Unmasked

by pyxistar



Category: Miraculous Ladybug
Genre: Betrayal, F/F, Fluff and Angst, Hurt/Comfort, Partner Betrayal, Romance
Language: English
Status: In-Progress
Published: 2020-12-29
Updated: 2020-12-29
Packaged: 2021-03-11 04:53:30
Rating: Teen And Up Audiences
Warnings: No Archive Warnings Apply
Chapters: 1
Words: 3,514
Publisher: archiveofourown.org
Story URL: https://archiveofourown.org/works/28419423
Author URL: https://archiveofourown.org/users/pyxistar/pseuds/pyxistar
Summary: She feels herself roll onto her side; it’s just enough, it seems, just in time. The air beside her becomes unsettled as a steel object slams into the spot she occupied only moments before. A splintering hole forms.

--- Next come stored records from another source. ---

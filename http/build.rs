use rustc_version::{version, Result};

fn main() -> Result<()> {
    println!("cargo:rerun-if-changed=build.rs");
    println!("cargo:rustc-env=RUSTC_VERSION={}", version()?);
    Ok(())
}
#![cfg_attr(feature = "docs", feature(doc_cfg))]
#![deny(
    single_use_lifetimes,
    missing_debug_implementations,
    large_assignments,
    exported_private_dependencies,
    absolute_paths_not_starting_with_crate,
    anonymous_parameters,
    explicit_outlives_requirements,
    keyword_idents,
    macro_use_extern_crate,
    meta_variable_misuse,
    missing_docs,
    non_ascii_idents,
    indirect_structural_match,
    trivial_casts,
    trivial_numeric_casts,
    unreachable_pub,
    unsafe_code,
    unused_extern_crates,
    unused_import_braces,
    unused_lifetimes,
    unused_qualifications
)]

//! # rivet-ureq
//!
//! ## Rivet Ureq 传输层实现
//!
//! 基于 Ureq 库提供 [`rivet_http::HttpCaller`] 与 [`rivet_http::Connector`] 接口实现，仅提供阻塞接口。

mod client;

pub use client::{Client, Connector};

pub use rivet_http as http;
pub use ureq;
use rivet_http::Form;
use serde::de::DeserializeOwned;
use serde_json::{Error as JsonError, Value as JsonValue};
use std::{
    borrow::Cow,
    fmt::{self, Display},
    hash::{Hash, Hasher},
};

/// 载荷类型
///
/// 转换器按照（请求载荷类型，响应载荷类型）二元组注册，
/// 内置类型之外的载荷可以使用 [`PayloadType::Named`] 扩展
#[derive(Debug, Clone, PartialEq, Eq, Hash, PartialOrd, Ord)]
pub enum PayloadType {
    /// 无载荷
    Empty,

    /// 文本
    Text,

    /// 表单
    Form,

    /// JSON
    Json,

    /// 二进制数据
    Bytes,

    /// 自定义载荷类型
    Named(Cow<'static, str>),
}

impl PayloadType {
    /// 创建自定义载荷类型
    #[inline]
    pub fn named(name: impl Into<Cow<'static, str>>) -> Self {
        Self::Named(name.into())
    }

    /// 载荷是否可以作为该类型使用
    ///
    /// 自定义载荷类型接受任何载荷，由注册的转换器自行判断
    pub fn accepts(&self, payload: &Payload) -> bool {
        match self {
            Self::Named(_) => true,
            expected => &payload.payload_type() == expected,
        }
    }
}

impl Display for PayloadType {
    fn fmt(&self, f: &mut fmt::Formatter<'_>) -> fmt::Result {
        match self {
            Self::Empty => f.write_str("empty"),
            Self::Text => f.write_str("text"),
            Self::Form => f.write_str("form"),
            Self::Json => f.write_str("json"),
            Self::Bytes => f.write_str("bytes"),
            Self::Named(name) => f.write_str(name),
        }
    }
}

/// 载荷
#[derive(Debug, Clone, PartialEq, Eq)]
pub enum Payload {
    /// 无载荷
    Empty,

    /// 文本
    Text(String),

    /// 表单
    Form(Form),

    /// JSON
    Json(JsonValue),

    /// 二进制数据
    Bytes(Vec<u8>),
}

impl Payload {
    /// 获取载荷类型
    pub fn payload_type(&self) -> PayloadType {
        match self {
            Self::Empty => PayloadType::Empty,
            Self::Text(_) => PayloadType::Text,
            Self::Form(_) => PayloadType::Form,
            Self::Json(_) => PayloadType::Json,
            Self::Bytes(_) => PayloadType::Bytes,
        }
    }

    /// 序列化为 JSON 载荷
    #[inline]
    pub fn json(value: &impl serde::Serialize) -> Result<Self, JsonError> {
        serde_json::to_value(value).map(Self::Json)
    }

    /// 获取文本
    #[inline]
    pub fn as_text(&self) -> Option<&str> {
        match self {
            Self::Text(text) => Some(text),
            _ => None,
        }
    }

    /// 获取表单
    #[inline]
    pub fn as_form(&self) -> Option<&Form> {
        match self {
            Self::Form(form) => Some(form),
            _ => None,
        }
    }

    /// 获取 JSON
    #[inline]
    pub fn as_json(&self) -> Option<&JsonValue> {
        match self {
            Self::Json(value) => Some(value),
            _ => None,
        }
    }

    /// 获取二进制数据
    #[inline]
    pub fn as_bytes(&self) -> Option<&[u8]> {
        match self {
            Self::Bytes(bytes) => Some(bytes),
            _ => None,
        }
    }

    /// 将载荷反序列化为指定类型
    ///
    /// 文本与二进制数据按照 JSON 解析，表单按照字符串映射表解析
    pub fn deserialize<T: DeserializeOwned>(&self) -> Result<T, JsonError> {
        match self {
            Self::Empty => serde_json::from_value(JsonValue::Null),
            Self::Text(text) => serde_json::from_str(text),
            Self::Form(form) => serde_json::from_value(JsonValue::Object(
                form.iter()
                    .map(|(key, value)| (key.to_owned(), JsonValue::String(value.to_owned())))
                    .collect(),
            )),
            Self::Json(value) => serde_json::from_value(value.to_owned()),
            Self::Bytes(bytes) => serde_json::from_slice(bytes),
        }
    }
}

impl Hash for Payload {
    fn hash<H: Hasher>(&self, state: &mut H) {
        self.payload_type().hash(state);
        match self {
            Self::Empty => {}
            Self::Text(text) => text.hash(state),
            Self::Form(form) => form.hash(state),
            Self::Json(value) => value.to_string().hash(state),
            Self::Bytes(bytes) => bytes.hash(state),
        }
    }
}

impl From<String> for Payload {
    #[inline]
    fn from(text: String) -> Self {
        Self::Text(text)
    }
}

impl From<&str> for Payload {
    #[inline]
    fn from(text: &str) -> Self {
        Self::Text(text.to_owned())
    }
}

impl From<Form> for Payload {
    #[inline]
    fn from(form: Form) -> Self {
        Self::Form(form)
    }
}

impl From<JsonValue> for Payload {
    #[inline]
    fn from(value: JsonValue) -> Self {
        Self::Json(value)
    }
}

impl From<Vec<u8>> for Payload {
    #[inline]
    fn from(bytes: Vec<u8>) -> Self {
        Self::Bytes(bytes)
    }
}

The entire building seems to quiver.For the umpteenth time that night, Ladybug wonders if she’s going to survive.
Relationships: Alya Césaire & Marinette Dupain-Cheng | Ladybug, Alyanette
Comments: 2
Kudos: 16





	Unmasked

**Author's Note:**

> It’s been an insanely long time since I’ve posted a fanfiction, hasn’t it? I’ve been suffering a shortage of time and a lack of motivation. I decided that instead of not writing at all, rewriting a few of my old, cringe-worthy stories might be a good way to get myself back into the swing of things! The story I’m rewriting today is Unmasked which I wrote for my girlfriend. This is also a two-shot, so if you like it, keep an eye out for the second part!
> 
> After four months of laborious writing, editing, and revising this first part is finally complete. It ended up being a total of 3,589 words.
> 
> Please be aware that this does contain LGBTQ+ characters. The story features a lesbian ship (Alya and Marinette). It will also contain brief mentions and descriptions of the following: blood, injury, betrayal, and swearing. Don’t worry, there will be some fluff here as well. 😌💞
> 
> Without further ado, enjoy!

The pale moonlight adds a gruesome glow to her purpling skin as metallic flavors flood her mouth. Damp blackberry hair clings to her forehead. Red streaks, diluted by the battering rainwater, runs down her neck. Ladybug feels as though a jackhammer has been positioned at the base of her skull, leaving in its wake a miserably dull yet throbbing pain. 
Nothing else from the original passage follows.